* THE TASK:
Looking at the records below, please work out how many lines contain the word "that" and give the number alone.

Data extracted from a collection:
//! Primitive values.
//!
//! This is a private module. The relevant items are re-exported by the
//! parent.

use bytes::Bytes;
use crate::tag::Tag;
use super::target::Target;
use super::values::{Values, total_len, write_header};


//------------ PrimitiveContent ----------------------------------------------

/// A type encoded as the content of a primitive value.
///
/// Implementing types only need to say how their content octets look and
/// get [`encode`][Self::encode] and [`encode_as`][Self::encode_as] for
/// free which produce the complete value.
///
/// The trait requires `Copy` so that the value encoder can hold the value
/// itself. For types that aren’t `Copy`, implement it for a reference.
pub trait PrimitiveContent: Copy {
    /// The universal tag used by [`encode`][Self::encode].
    const TAG: Tag;

    /// Returns the number of content octets.
    fn encoded_len(self) -> usize;

    /// Appends the content octets to `target`.
    fn write_encoded<T: Target>(self, target: &mut T);

    /// Returns the encoder for a value with the universal tag.
    fn encode(self) -> Primitive<Self> {
        self.encode_as(Self::TAG)
    }

    /// Returns the encoder for a value with the given tag.
    ///
    /// This is how implicitly tagged fields are encoded. The constructed
    /// bit is cleared from `tag`.
    fn encode_as(self, tag: Tag) -> Primitive<Self> {
        Primitive { tag: tag.into_primitive(), content: self }
    }

    /// Returns the content octets in a new vec.
    fn encode_to_vec(self) -> Vec<u8> {
        let mut res = Vec::with_capacity(self.encoded_len());
        self.write_encoded(&mut res);
        res
    }
}

// See crate::int for the integer types.

/// NULL has no content.
impl PrimitiveContent for () {
    const TAG: Tag = Tag::NULL;

    fn encoded_len(self) -> usize {
        0
    }

    fn write_encoded<T: Target>(self, _: &mut T) { }
}

/// DER requires all bits set for true.
impl PrimitiveContent for bool {
    const TAG: Tag = Tag::BOOLEAN;

    fn encoded_len(self) -> usize {
        1
    }

    fn write_encoded<T: Target>(self, target: &mut T) {
        target.append_u8(if self { 0xFF } else { 0 })
    }
}

impl PrimitiveContent for &'_ [u8] {
    const TAG: Tag = Tag::OCTET_STRING;

    fn encoded_len(self) -> usize {
        self.len()
    }

    fn write_encoded<T: Target>(self, target: &mut T) {
        target.append_slice(self)
    }
}

impl PrimitiveContent for &'_ Bytes {
    const TAG: Tag = Tag::OCTET_STRING;

    fn encoded_len(self) -> usize {
        self.len()
    }

    fn write_encoded<T: Target>(self, target: &mut T) {
        target.append_slice(self)
    }
}

/// Strings encode as UTF8String by default.
///
/// Kerberos strings are GeneralString and LDAP strings are OCTET STRING, so
/// these will mostly use `encode_as`.
impl PrimitiveContent for &'_ str {
    const TAG: Tag = Tag::UTF8_STRING;

    fn encoded_len(self) -> usize {
        self.len()
    }

    fn write_encoded<T: Target>(self, target: &mut T) {
        target.append_slice(self.as_bytes())
    }
}


//------------ Primitive -----------------------------------------------------

/// The encoder for a single primitive value.
pub struct Primitive<P> {
    tag: Tag,
    content: P,
}

impl<P: PrimitiveContent> Values for Primitive<P> {
    fn encoded_len(&self) -> usize {
        total_len(self.tag, self.content.encoded_len())
    }

    fn write_encoded<T: Target>(&self, target: &mut T) {
        write_header(target, self.tag, self.content.encoded_len());
        self.content.write_encoded(target)
    }
}


//============ Tests =========================================================
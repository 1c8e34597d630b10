//! Parse frames.
//!
//! A frame is the part of the decoder that deals with one grammar: it holds
//! the grammar, the current state, and the container being built. The
//! decoder keeps a stack of frames, one for each nested structure currently
//! open. Since every grammar has its own container and state types, the
//! decoder only sees frames through the [`Frame`] trait.
//!
//! This is a private module. The relevant items are re-exported by the
//! parent.

use std::any::Any;
use tracing::trace;
use crate::grammar::{Action, Grammar, State, Transition};
use crate::tag::Tag;
use super::error::{DecodeError, Pos};
use super::header::Header;
use super::primitive::Primitive;


//------------ Dispatch ------------------------------------------------------

/// What the decoder has to do after a frame accepted a header.
pub enum Dispatch {
    /// Collect the content of the primitive value and call `Frame::apply`.
    Primitive,

    /// The content of the constructed value continues in the same frame.
    Constructed,

    /// The content of the constructed value is decoded by a new frame.
    Enter(Box<dyn Frame>),

    /// The value itself is decoded by a new frame.
    ///
    /// The decoder has to dispatch the same header again to the new frame.
    Delegate(Box<dyn Frame>),
}


//------------ Frame ---------------------------------------------------------

/// A grammar with its decoding state and container.
///
/// This trait is an implementation detail of the decoder and only public
/// because grammar links have to create frames.
pub trait Frame: Send {
    /// Returns the name of the grammar.
    fn grammar(&self) -> &'static str;

    /// Returns the name of the current state.
    fn state(&self) -> &'static str;

    /// Processes the header of a value starting at `pos`.
    fn dispatch(
        &mut self, header: Header, pos: Pos
    ) -> Result<Dispatch, DecodeError>;

    /// Applies the pending action to the complete primitive value.
    fn apply(
        &mut self, value: Primitive, pos: Pos
    ) -> Result<(), DecodeError>;

    /// Takes the value of a nested frame that just finished.
    fn adopt(
        &mut self, child: Box<dyn Any + Send>, pos: Pos
    ) -> Result<(), DecodeError>;

    /// Finishes the frame and returns its container.
    fn finish(
        self: Box<Self>, pos: Pos
    ) -> Result<Box<dyn Any + Send>, DecodeError>;
}


//------------ GrammarFrame --------------------------------------------------

/// The frame for a grammar with container type `C` and state type `S`.
pub struct GrammarFrame<'g, C, S> {
    /// The grammar.
    grammar: &'g Grammar<C, S>,

    /// The current state.
    state: S,

    /// The container.
    container: C,

    /// The transition whose action still needs to be applied.
    ///
    /// This is set while waiting for the content of a primitive value and
    /// while a nested frame is open. Alongside the transition, we keep the
    /// state it started from and the tag for error reporting.
    pending: Option<(S, Tag, &'g Transition<C, S>)>,
}

impl<'g, C: Default, S: State> GrammarFrame<'g, C, S> {
    /// Creates a new frame in the start state of the grammar.
    pub fn new(grammar: &'g Grammar<C, S>) -> Self {
        GrammarFrame {
            grammar,
            state: grammar.start(),
            container: C::default(),
            pending: None,
        }
    }

    /// Takes the pending transition.
    fn take_pending(
        &mut self, pos: Pos
    ) -> Result<(S, Tag, &'g Transition<C, S>), DecodeError> {
        self.pending.take().ok_or(DecodeError::IncompleteValue {
            grammar: self.grammar.name(),
            state: self.state.name(),
            pos
        })
    }
}

impl<'g, C, S> Frame for GrammarFrame<'g, C, S>
where C: Default + Send + 'static, S: State {
    fn grammar(&self) -> &'static str {
        self.grammar.name()
    }

    fn state(&self) -> &'static str {
        self.state.name()
    }

    fn dispatch(
        &mut self, header: Header, pos: Pos
    ) -> Result<Dispatch, DecodeError> {
        let tag = header.tag();
        let grammar = self.grammar;
        let transition = match grammar.lookup(self.state, tag) {
            Some(transition) => transition,
            None => {
                return Err(DecodeError::UnexpectedTag {
                    grammar: grammar.name(),
                    state: self.state.name(),
                    tag,
                    pos,
                })
            }
        };
        trace!(
            grammar = grammar.name(),
            from = self.state.name(),
            to = transition.next().name(),
            %tag,
            length = header.length(),
            %pos,
            "transition"
        );
        let from = self.state;
        self.state = transition.next();

        if !tag.is_constructed() {
            self.pending = Some((from, tag, transition));
            return Ok(Dispatch::Primitive)
        }

        let empty = header.length() == 0;
        let zero_length = || DecodeError::ZeroLengthField {
            grammar: grammar.name(), state: from.name(), tag, pos
        };
        match transition.action() {
            Action::Skip => Ok(Dispatch::Constructed),
            Action::Init => {
                self.container = C::default();
                Ok(Dispatch::Constructed)
            }
            Action::CheckNotEmpty => {
                if empty {
                    Err(zero_length())
                }
                else {
                    Ok(Dispatch::Constructed)
                }
            }
            Action::Enter(link) => {
                if empty {
                    return Err(zero_length())
                }
                self.pending = Some((from, tag, transition));
                Ok(Dispatch::Enter(link.open()))
            }
            Action::Delegate(link) => {
                self.pending = Some((from, tag, transition));
                Ok(Dispatch::Delegate(link.open()))
            }
            // The builder rejects setters on constructed values.
            Action::Set(_) | Action::SetNonEmpty(_) => {
                Err(DecodeError::UnexpectedTag {
                    grammar: grammar.name(), state: from.name(), tag, pos
                })
            }
        }
    }

    fn apply(
        &mut self, value: Primitive, pos: Pos
    ) -> Result<(), DecodeError> {
        let (from, tag, transition) = self.take_pending(pos)?;
        let res = match transition.action() {
            Action::Skip => Ok(()),
            Action::Init => {
                self.container = C::default();
                Ok(())
            }
            Action::CheckNotEmpty => value.check_not_empty(),
            Action::Set(set) => set(&mut self.container, &value),
            Action::SetNonEmpty(set) => {
                value.check_not_empty().and_then(|_| {
                    set(&mut self.container, &value)
                })
            }
            // The builder rejects nested grammars on primitive values.
            Action::Enter(_) | Action::Delegate(_) => {
                return Err(DecodeError::UnexpectedTag {
                    grammar: self.grammar.name(), state: from.name(), tag,
                    pos
                })
            }
        };
        res.map_err(|err| {
            DecodeError::field(
                err, self.grammar.name(), from.name(), tag, pos
            )
        })
    }

    fn adopt(
        &mut self, child: Box<dyn Any + Send>, pos: Pos
    ) -> Result<(), DecodeError> {
        let (from, tag, transition) = self.take_pending(pos)?;
        let link = match transition.action() {
            Action::Enter(link) | Action::Delegate(link) => link,
            _ => {
                return Err(DecodeError::IncompleteValue {
                    grammar: self.grammar.name(), state: from.name(), pos
                })
            }
        };
        link.close(&mut self.container, child).map_err(|err| {
            DecodeError::InvalidValue {
                grammar: self.grammar.name(),
                state: from.name(),
                tag,
                pos,
                error: err,
            }
        })
    }

    fn finish(
        self: Box<Self>, pos: Pos
    ) -> Result<Box<dyn Any + Send>, DecodeError> {
        if self.pending.is_some() || !self.grammar.is_accepting(self.state) {
            return Err(DecodeError::IncompleteValue {
                grammar: self.grammar.name(),
                state: self.state.name(),
                pos,
            })
        }
        Ok(Box::new(self.container))
    }
}
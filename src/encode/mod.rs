//! Encoding data in BER.
//!
//! This module provides means to encode data in BER. The decoder only
//! accepts definite length values, so this is all the encoder produces,
//! always in the minimal form DER requires.
//!
//! Encoding is done using helper types called _encoders_ that represent the
//! structure of the BER encoding. These types implement the trait
//! [`Values`]. A type that can be encoded as BER provides a method named
//! `encode` that produces a value of its encoder type representing the
//! value’s encoding. Message types do this via the [`Encode`] trait so that
//! a session codec can encode whatever messages it deals with.
//!
//! The trait [`PrimitiveContent`] helps with producing encoders for types
//! that use the primitive encoding.

pub use self::primitive::{PrimitiveContent, Primitive};
pub use self::target::Target;
pub use self::values::{
    Values, Choice2, Choice4, Constructed, Iter,
    iter, sequence, sequence_as, total_len, write_header,
};

mod primitive;
mod target;
mod values;


//------------ Encode --------------------------------------------------------

/// A message type that can be encoded.
pub trait Encode {
    /// Returns a value encoder for the message.
    fn encode(&self) -> impl Values + '_;

    /// Encodes the message into a bytes value.
    fn encode_to_bytes(&self) -> bytes::Bytes {
        self.encode().to_bytes()
    }
}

* ANSWER SECTION:
10